* **WHAT YOU WILL DO**: Only the lines from the one containing "older.iter().chain(newer.iter()).copied()" through the one containing "if reversing ||" should be printed, exactly as they appear below, with both ends included.

* **DATA TO PROCESS**:
◆ ◆ ◆ ◆ ◆

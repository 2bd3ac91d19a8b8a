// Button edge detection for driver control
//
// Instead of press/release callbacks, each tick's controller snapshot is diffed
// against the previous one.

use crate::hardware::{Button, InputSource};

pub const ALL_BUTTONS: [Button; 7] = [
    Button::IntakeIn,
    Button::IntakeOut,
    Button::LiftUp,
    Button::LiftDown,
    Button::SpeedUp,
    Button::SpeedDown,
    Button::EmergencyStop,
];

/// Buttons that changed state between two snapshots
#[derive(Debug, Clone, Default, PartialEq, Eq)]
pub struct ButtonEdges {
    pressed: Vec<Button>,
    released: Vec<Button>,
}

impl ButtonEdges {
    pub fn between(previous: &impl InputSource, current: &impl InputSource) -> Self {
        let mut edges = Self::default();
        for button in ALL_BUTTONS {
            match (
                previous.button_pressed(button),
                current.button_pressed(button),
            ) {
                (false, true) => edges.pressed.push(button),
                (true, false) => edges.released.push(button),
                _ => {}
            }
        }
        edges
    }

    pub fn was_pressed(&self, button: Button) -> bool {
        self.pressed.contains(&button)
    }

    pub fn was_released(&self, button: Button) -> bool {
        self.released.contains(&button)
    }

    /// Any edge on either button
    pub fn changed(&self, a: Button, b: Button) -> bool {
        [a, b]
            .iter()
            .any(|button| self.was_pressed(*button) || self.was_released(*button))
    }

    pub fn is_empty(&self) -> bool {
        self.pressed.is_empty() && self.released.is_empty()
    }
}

◆ ◆ ◆ ◆ ◆

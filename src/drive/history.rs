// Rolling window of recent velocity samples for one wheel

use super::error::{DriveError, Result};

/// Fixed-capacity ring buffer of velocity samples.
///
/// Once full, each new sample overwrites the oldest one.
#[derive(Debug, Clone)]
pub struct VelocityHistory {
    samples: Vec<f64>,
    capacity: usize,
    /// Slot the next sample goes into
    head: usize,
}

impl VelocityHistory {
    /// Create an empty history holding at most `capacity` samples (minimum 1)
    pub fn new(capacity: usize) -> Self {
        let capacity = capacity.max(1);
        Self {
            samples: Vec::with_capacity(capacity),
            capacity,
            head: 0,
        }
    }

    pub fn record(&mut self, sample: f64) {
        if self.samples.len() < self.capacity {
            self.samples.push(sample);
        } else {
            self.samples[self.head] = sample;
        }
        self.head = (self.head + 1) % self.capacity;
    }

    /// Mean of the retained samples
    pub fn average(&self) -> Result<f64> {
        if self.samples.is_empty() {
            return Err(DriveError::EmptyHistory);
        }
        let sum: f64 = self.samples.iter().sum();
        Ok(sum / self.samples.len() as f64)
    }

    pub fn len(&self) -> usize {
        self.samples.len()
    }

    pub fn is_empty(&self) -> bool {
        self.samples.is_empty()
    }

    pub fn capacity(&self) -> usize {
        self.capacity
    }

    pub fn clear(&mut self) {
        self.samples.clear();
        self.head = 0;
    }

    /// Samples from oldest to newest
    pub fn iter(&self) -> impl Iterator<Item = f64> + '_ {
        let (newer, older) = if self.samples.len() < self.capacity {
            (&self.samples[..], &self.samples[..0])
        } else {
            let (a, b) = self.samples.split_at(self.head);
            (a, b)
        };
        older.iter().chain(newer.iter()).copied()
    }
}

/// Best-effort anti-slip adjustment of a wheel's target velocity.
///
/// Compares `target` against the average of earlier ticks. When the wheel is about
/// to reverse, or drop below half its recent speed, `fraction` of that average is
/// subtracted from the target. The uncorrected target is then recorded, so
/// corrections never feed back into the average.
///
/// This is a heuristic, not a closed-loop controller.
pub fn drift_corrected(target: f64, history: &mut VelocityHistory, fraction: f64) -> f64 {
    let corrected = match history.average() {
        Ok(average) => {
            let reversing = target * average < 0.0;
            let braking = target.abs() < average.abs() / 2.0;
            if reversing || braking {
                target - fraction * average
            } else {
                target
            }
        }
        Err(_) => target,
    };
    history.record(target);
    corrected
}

◆ ◆ ◆ ◆ ◆

* **RESPONSE**:
        older.iter().chain(newer.iter()).copied()
    }
}

/// Best-effort anti-slip adjustment of a wheel's target velocity.
///
/// Compares `target` against the average of earlier ticks. When the wheel is about
/// to reverse, or drop below half its recent speed, `fraction` of that average is
/// subtracted from the target. The uncorrected target is then recorded, so
/// corrections never feed back into the average.
///
/// This is a heuristic, not a closed-loop controller.
pub fn drift_corrected(target: f64, history: &mut VelocityHistory, fraction: f64) -> f64 {
    let corrected = match history.average() {
        Ok(average) => {
            let reversing = target * average < 0.0;
            let braking = target.abs() < average.abs() / 2.0;
            if reversing || braking {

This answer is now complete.